Because there’s short fragments of movement, wedged between technological set-pieces, which allow the dancers to perform their choreography without the watchful eye of an onstage camera… and they’re really quite enjoyable, focussing on all the wide stances and deft hand movements and harsh angles that epitomise the ADT to me. The final piece, in particular, was really really good – but then the whole thing becomes tainted once pre-recorded footage of other dancers jumping and falling starts staining the screen behind them. Not only did the footage distract from the more immediate performance, but it was displaying horrible compression artefacts… and that just shows a lack of respect to the audience.
From the ludicrous intro to the bitter ending, Proximity felt like a real mish-mash of ideas… most of which seemed to be exercises in self-indulgence that alienated this audience member, who remained steadfastly un-engaged for 99% of the show. I can’t help but think that the ADT would be a lot better off if they forgot about the techy themes and stuck to some dancing, rather than piss-farting around with wireframe-marionette simulations and having dancers framing shots for the camera with their fingers.

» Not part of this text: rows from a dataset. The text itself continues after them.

//! Memoized fetch layer.
//!
//! [`Cache::cached`] returns the stored value for a key or computes it,
//! following a TTL / stale-while-revalidate policy:
//!
//! ```text
//! age = now - created_time
//!
//!   forced │ missing      ──► await compute, store, return
//!   age <= ttl            ──► return cached
//!   age <= ttl + swr      ──► return cached, refresh in background
//!   otherwise             ──► await compute, store, return
//! ```
//!
//! Entries are replaced wholesale, never mutated in place. A background
//! refresh that fails is logged and leaves the old entry alone.

mod staleness;

pub use staleness::StalenessTracker;

use crate::log;
use anyhow::Result;
use parking_lot::{Mutex, RwLock};
use rustc_hash::{FxHashMap, FxHashSet};
use std::{future::Future, sync::Arc, time::Duration};
use tokio::time::Instant;

/// Freshness bookkeeping stored next to every value.
#[derive(Debug, Clone, Copy, PartialEq, Eq)]
pub struct CacheMetadata {
    pub created_time: Instant,
    pub ttl: Duration,
    pub swr: Duration,
}

impl CacheMetadata {
    fn age(&self) -> Duration {
        Instant::now().saturating_duration_since(self.created_time)
    }
}

#[derive(Debug, Clone)]
pub struct CacheEntry<V> {
    pub value: V,
    pub metadata: CacheMetadata,
}

/// TTL and stale-while-revalidate windows for one lookup.
#[derive(Debug, Clone, Copy, PartialEq, Eq)]
pub struct CacheOptions {
    pub ttl: Duration,
    pub swr: Duration,
}

impl CacheOptions {
    pub const fn new(ttl: Duration, swr: Duration) -> Self {
        Self { ttl, swr }
    }
}

/// A string-keyed store of computed values.
///
/// Cloning shares the underlying store, which lets background refresh tasks
/// write back into it.
#[derive(Debug)]
pub struct Cache<V> {
    name: &'static str,
    entries: Arc<RwLock<FxHashMap<String, CacheEntry<V>>>>,
    refreshing: Arc<Mutex<FxHashSet<String>>>,
}

impl<V> Clone for Cache<V> {
    fn clone(&self) -> Self {
        Self {
            name: self.name,
            entries: Arc::clone(&self.entries),
            refreshing: Arc::clone(&self.refreshing),
        }
    }
}

impl<V> Cache<V>
where
    V: Clone + Send + Sync + 'static,
{
    /// Create an empty cache. `name` only shows up in logs.
    pub fn new(name: &'static str) -> Self {
        Self {
            name,
            entries: Arc::default(),
            refreshing: Arc::default(),
        }
    }

    /// Return the value for `key`, computing it if needed.
    ///
    /// `force_fresh` sees the current entry's metadata (if any) and may
    /// demand a recompute; `None` defers to the TTL windows. `compute` is
    /// called at most once; when it runs in the background its error is
    /// logged instead of returned.
    pub async fn cached<C, Fut>(
        &self,
        key: &str,
        options: CacheOptions,
        force_fresh: impl FnOnce(Option<&CacheMetadata>) -> Option<bool>,
        compute: C,
    ) -> Result<V>
    where
        C: FnOnce() -> Fut,
        Fut: Future<Output = Result<V>> + Send + 'static,
    {
        let current = self.entries.read().get(key).cloned();
        let forced = force_fresh(current.as_ref().map(|entry| &entry.metadata)).unwrap_or(false);

        let Some(entry) = current.filter(|_| !forced) else {
            return self.compute_and_store(key, options, compute()).await;
        };

        let age = entry.metadata.age();
        if age <= entry.metadata.ttl {
            return Ok(entry.value);
        }

        if age <= entry.metadata.ttl + entry.metadata.swr {
            self.refresh_in_background(key, options, compute());
            return Ok(entry.value);
        }

        self.compute_and_store(key, options, compute()).await
    }

    /// Metadata of the current entry for `key`.
    #[cfg(test)]
    pub fn metadata(&self, key: &str) -> Option<CacheMetadata> {
        self.entries.read().get(key).map(|entry| entry.metadata)
    }

    #[cfg(test)]
    pub fn len(&self) -> usize {
        self.entries.read().len()
    }

    async fn compute_and_store<Fut>(&self, key: &str, options: CacheOptions, fut: Fut) -> Result<V>
    where
        Fut: Future<Output = Result<V>>,
    {
        let value = fut.await?;
        self.store(key, options, value.clone());
        Ok(value)
    }

    fn store(&self, key: &str, options: CacheOptions, value: V) {
        let metadata = CacheMetadata {
            created_time: Instant::now(),
            ttl: options.ttl,
            swr: options.swr,
        };
        self.entries
            .write()
            .insert(key.to_owned(), CacheEntry { value, metadata });
    }

    /// Spawn a detached refresh for `key` unless one is already running.
    fn refresh_in_background<Fut>(&self, key: &str, options: CacheOptions, fut: Fut)
    where
        Fut: Future<Output = Result<V>> + Send + 'static,
    {
        if !self.refreshing.lock().insert(key.to_owned()) {
            return;
        }

        let cache = self.clone();
        let key = key.to_owned();
        tokio::spawn(async move {
            match fut.await {
                Ok(value) => cache.store(&key, options, value),
                Err(err) => log!("cache"; "{}: background refresh of `{key}` failed: {err:#}", cache.name),
            }
            cache.refreshing.lock().remove(&key);
        });
    }
}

But, let’s face it, at this stage “ADT” stands for “Asinine Dicking with Technology”… and that’s a massive shame, because the actual dancers are bloody great. And, despite the fact that Her Majesty’s was maybe only half full (certainly the dress circle was sparsely populated, and the front two rows – and much of the wings – of the stalls were empty), that didn’t stop some (younger) enthusiasts in the audience from screaming up a storm upon the show’s completion… the dancers (and presumably video artist Thomas Pachoud) were permitted four curtain calls. I can only assume that the rampant applause and hollering was because this was their final performance of the season; the other option, of course, is that I’m horribly out of touch with what constitutes good “dance”.